Top of Data

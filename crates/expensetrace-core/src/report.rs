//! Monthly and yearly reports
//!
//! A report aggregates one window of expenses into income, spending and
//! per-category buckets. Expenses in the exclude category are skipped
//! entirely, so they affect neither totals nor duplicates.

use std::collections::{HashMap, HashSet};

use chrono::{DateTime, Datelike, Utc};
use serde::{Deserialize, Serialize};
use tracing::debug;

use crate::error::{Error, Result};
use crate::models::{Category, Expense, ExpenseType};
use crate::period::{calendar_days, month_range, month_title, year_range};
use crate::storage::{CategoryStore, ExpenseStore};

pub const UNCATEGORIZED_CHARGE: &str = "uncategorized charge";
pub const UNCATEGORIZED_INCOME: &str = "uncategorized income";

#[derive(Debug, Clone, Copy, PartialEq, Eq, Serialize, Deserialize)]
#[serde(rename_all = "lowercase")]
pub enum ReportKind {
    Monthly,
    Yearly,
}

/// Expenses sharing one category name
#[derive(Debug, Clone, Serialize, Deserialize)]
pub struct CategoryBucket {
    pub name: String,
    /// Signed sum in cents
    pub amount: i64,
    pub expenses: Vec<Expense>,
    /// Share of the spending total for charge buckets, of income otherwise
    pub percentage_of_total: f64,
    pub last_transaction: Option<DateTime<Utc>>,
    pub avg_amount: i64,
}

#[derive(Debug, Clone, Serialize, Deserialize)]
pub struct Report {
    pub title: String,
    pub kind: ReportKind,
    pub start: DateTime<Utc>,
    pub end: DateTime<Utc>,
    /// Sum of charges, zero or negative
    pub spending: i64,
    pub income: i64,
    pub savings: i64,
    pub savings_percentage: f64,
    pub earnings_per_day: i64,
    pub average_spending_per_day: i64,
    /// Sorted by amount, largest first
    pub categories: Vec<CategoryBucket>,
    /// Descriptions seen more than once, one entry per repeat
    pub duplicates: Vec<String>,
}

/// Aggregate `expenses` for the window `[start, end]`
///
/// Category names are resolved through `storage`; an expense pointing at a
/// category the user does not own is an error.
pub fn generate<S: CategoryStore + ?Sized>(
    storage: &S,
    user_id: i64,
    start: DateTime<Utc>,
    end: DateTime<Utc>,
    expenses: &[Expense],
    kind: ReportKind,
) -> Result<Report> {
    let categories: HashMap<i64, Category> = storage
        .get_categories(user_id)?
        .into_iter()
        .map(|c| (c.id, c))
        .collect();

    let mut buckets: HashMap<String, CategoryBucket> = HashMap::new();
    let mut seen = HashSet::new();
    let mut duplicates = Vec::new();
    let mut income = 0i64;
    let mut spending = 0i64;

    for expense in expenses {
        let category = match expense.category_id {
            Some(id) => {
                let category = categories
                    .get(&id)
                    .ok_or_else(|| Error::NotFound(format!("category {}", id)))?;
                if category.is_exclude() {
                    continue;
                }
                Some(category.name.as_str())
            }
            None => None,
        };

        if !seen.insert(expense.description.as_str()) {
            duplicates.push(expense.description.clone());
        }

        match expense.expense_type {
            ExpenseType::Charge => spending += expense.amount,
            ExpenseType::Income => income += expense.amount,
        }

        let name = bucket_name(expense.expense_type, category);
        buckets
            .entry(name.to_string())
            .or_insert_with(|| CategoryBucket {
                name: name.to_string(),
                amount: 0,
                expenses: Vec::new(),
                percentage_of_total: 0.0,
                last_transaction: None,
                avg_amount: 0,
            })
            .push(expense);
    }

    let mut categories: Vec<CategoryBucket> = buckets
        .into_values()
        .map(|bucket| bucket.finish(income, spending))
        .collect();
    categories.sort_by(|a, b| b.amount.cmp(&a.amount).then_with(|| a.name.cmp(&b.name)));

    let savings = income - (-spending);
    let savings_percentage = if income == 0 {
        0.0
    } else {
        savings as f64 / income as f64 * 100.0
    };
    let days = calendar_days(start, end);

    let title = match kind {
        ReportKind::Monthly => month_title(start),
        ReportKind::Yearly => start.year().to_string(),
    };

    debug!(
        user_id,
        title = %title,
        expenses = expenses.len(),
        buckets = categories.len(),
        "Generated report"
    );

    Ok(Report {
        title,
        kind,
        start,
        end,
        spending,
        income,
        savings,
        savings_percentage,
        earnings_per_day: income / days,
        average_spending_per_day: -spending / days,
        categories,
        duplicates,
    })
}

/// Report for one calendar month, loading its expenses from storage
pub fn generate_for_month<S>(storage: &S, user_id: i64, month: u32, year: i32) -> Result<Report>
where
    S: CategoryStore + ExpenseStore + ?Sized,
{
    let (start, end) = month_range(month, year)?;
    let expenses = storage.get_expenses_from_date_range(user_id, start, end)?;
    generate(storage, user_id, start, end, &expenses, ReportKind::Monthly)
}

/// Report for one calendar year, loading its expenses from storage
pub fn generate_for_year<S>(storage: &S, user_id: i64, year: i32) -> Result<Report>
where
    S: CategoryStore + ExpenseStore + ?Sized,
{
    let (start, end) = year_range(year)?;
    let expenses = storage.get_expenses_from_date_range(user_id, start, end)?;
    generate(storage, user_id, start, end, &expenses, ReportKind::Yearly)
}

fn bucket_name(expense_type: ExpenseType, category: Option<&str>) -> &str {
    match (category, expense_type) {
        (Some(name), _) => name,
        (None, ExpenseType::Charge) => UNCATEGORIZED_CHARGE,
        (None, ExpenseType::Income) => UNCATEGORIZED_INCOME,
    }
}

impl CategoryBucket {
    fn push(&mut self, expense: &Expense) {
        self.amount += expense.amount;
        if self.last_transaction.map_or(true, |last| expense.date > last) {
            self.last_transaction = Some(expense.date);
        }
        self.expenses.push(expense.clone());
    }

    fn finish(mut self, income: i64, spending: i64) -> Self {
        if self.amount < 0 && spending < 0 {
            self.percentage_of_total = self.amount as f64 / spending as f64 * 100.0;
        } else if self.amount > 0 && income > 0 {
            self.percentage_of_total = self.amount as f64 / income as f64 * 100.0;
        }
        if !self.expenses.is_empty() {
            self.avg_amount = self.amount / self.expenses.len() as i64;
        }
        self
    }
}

Bottom of Data

◆ **What the task asks**:
Repeat the records exactly, including every line.

◆ **Task response**:
filename crates/expensetrace-core/src/report.rs
//! Monthly and yearly reports
//!
//! A report aggregates one window of expenses into income, spending and
//! per-category buckets. Expenses in the exclude category are skipped
//! entirely, so they affect neither totals nor duplicates.

use std::collections::{HashMap, HashSet};

use chrono::{DateTime, Datelike, Utc};
use serde::{Deserialize, Serialize};
use tracing::debug;

use crate::error::{Error, Result};
use crate::models::{Category, Expense, ExpenseType};
use crate::period::{calendar_days, month_range, month_title, year_range};
use crate::storage::{CategoryStore, ExpenseStore};

pub const UNCATEGORIZED_CHARGE: &str = "uncategorized charge";
pub const UNCATEGORIZED_INCOME: &str = "uncategorized income";

#[derive(Debug, Clone, Copy, PartialEq, Eq, Serialize, Deserialize)]
#[serde(rename_all = "lowercase")]
pub enum ReportKind {
    Monthly,
    Yearly,
}

/// Expenses sharing one category name
#[derive(Debug, Clone, Serialize, Deserialize)]
pub struct CategoryBucket {
    pub name: String,
    /// Signed sum in cents
    pub amount: i64,
    pub expenses: Vec<Expense>,
    /// Share of the spending total for charge buckets, of income otherwise
    pub percentage_of_total: f64,
    pub last_transaction: Option<DateTime<Utc>>,
    pub avg_amount: i64,
}

#[derive(Debug, Clone, Serialize, Deserialize)]
pub struct Report {
    pub title: String,
    pub kind: ReportKind,
    pub start: DateTime<Utc>,
    pub end: DateTime<Utc>,
    /// Sum of charges, zero or negative
    pub spending: i64,
    pub income: i64,
    pub savings: i64,
    pub savings_percentage: f64,
    pub earnings_per_day: i64,
    pub average_spending_per_day: i64,
    /// Sorted by amount, largest first
    pub categories: Vec<CategoryBucket>,
    /// Descriptions seen more than once, one entry per repeat
    pub duplicates: Vec<String>,
}

/// Aggregate `expenses` for the window `[start, end]`
///
/// Category names are resolved through `storage`; an expense pointing at a
/// category the user does not own is an error.
pub fn generate<S: CategoryStore + ?Sized>(
    storage: &S,
    user_id: i64,
    start: DateTime<Utc>,
    end: DateTime<Utc>,
    expenses: &[Expense],
    kind: ReportKind,
) -> Result<Report> {
    let categories: HashMap<i64, Category> = storage
        .get_categories(user_id)?
        .into_iter()
        .map(|c| (c.id, c))
        .collect();

    let mut buckets: HashMap<String, CategoryBucket> = HashMap::new();
    let mut seen = HashSet::new();
    let mut duplicates = Vec::new();
    let mut income = 0i64;
    let mut spending = 0i64;

    for expense in expenses {
        let category = match expense.category_id {
            Some(id) => {
                let category = categories
                    .get(&id)
                    .ok_or_else(|| Error::NotFound(format!("category {}", id)))?;
                if category.is_exclude() {
                    continue;
                }
                Some(category.name.as_str())
            }
            None => None,
        };

        if !seen.insert(expense.description.as_str()) {
            duplicates.push(expense.description.clone());
        }

        match expense.expense_type {
            ExpenseType::Charge => spending += expense.amount,
            ExpenseType::Income => income += expense.amount,
        }

        let name = bucket_name(expense.expense_type, category);
        buckets
            .entry(name.to_string())
            .or_insert_with(|| CategoryBucket {
                name: name.to_string(),
                amount: 0,
                expenses: Vec::new(),
                percentage_of_total: 0.0,
                last_transaction: None,
                avg_amount: 0,
            })
            .push(expense);
    }

    let mut categories: Vec<CategoryBucket> = buckets
        .into_values()
        .map(|bucket| bucket.finish(income, spending))
        .collect();
    categories.sort_by(|a, b| b.amount.cmp(&a.amount).then_with(|| a.name.cmp(&b.name)));

    let savings = income - (-spending);
    let savings_percentage = if income == 0 {
        0.0
    } else {
        savings as f64 / income as f64 * 100.0
    };
    let days = calendar_days(start, end);

    let title = match kind {
        ReportKind::Monthly => month_title(start),
        ReportKind::Yearly => start.year().to_string(),
    };

    debug!(
        user_id,
        title = %title,
        expenses = expenses.len(),
        buckets = categories.len(),
        "Generated report"
    );

    Ok(Report {
        title,
        kind,
        start,
        end,
        spending,
        income,
        savings,
        savings_percentage,
        earnings_per_day: income / days,
        average_spending_per_day: -spending / days,
        categories,
        duplicates,
    })
}

/// Report for one calendar month, loading its expenses from storage
pub fn generate_for_month<S>(storage: &S, user_id: i64, month: u32, year: i32) -> Result<Report>
where
    S: CategoryStore + ExpenseStore + ?Sized,
{
    let (start, end) = month_range(month, year)?;
    let expenses = storage.get_expenses_from_date_range(user_id, start, end)?;
    generate(storage, user_id, start, end, &expenses, ReportKind::Monthly)
}

/// Report for one calendar year, loading its expenses from storage
pub fn generate_for_year<S>(storage: &S, user_id: i64, year: i32) -> Result<Report>
where
    S: CategoryStore + ExpenseStore + ?Sized,
{
    let (start, end) = year_range(year)?;
    let expenses = storage.get_expenses_from_date_range(user_id, start, end)?;
    generate(storage, user_id, start, end, &expenses, ReportKind::Yearly)
}

fn bucket_name(expense_type: ExpenseType, category: Option<&str>) -> &str {
    match (category, expense_type) {
        (Some(name), _) => name,
        (None, ExpenseType::Charge) => UNCATEGORIZED_CHARGE,
        (None, ExpenseType::Income) => UNCATEGORIZED_INCOME,
    }
}

impl CategoryBucket {
    fn push(&mut self, expense: &Expense) {
        self.amount += expense.amount;
        if self.last_transaction.map_or(true, |last| expense.date > last) {
            self.last_transaction = Some(expense.date);
        }
        self.expenses.push(expense.clone());
    }

    fn finish(mut self, income: i64, spending: i64) -> Self {
        if self.amount < 0 && spending < 0 {
            self.percentage_of_total = self.amount as f64 / spending as f64 * 100.0;
        } else if self.amount > 0 && income > 0 {
            self.percentage_of_total = self.amount as f64 / income as f64 * 100.0;
        }
        if !self.expenses.is_empty() {
            self.avg_amount = self.amount / self.expenses.len() as i64;
        }
        self
    }
}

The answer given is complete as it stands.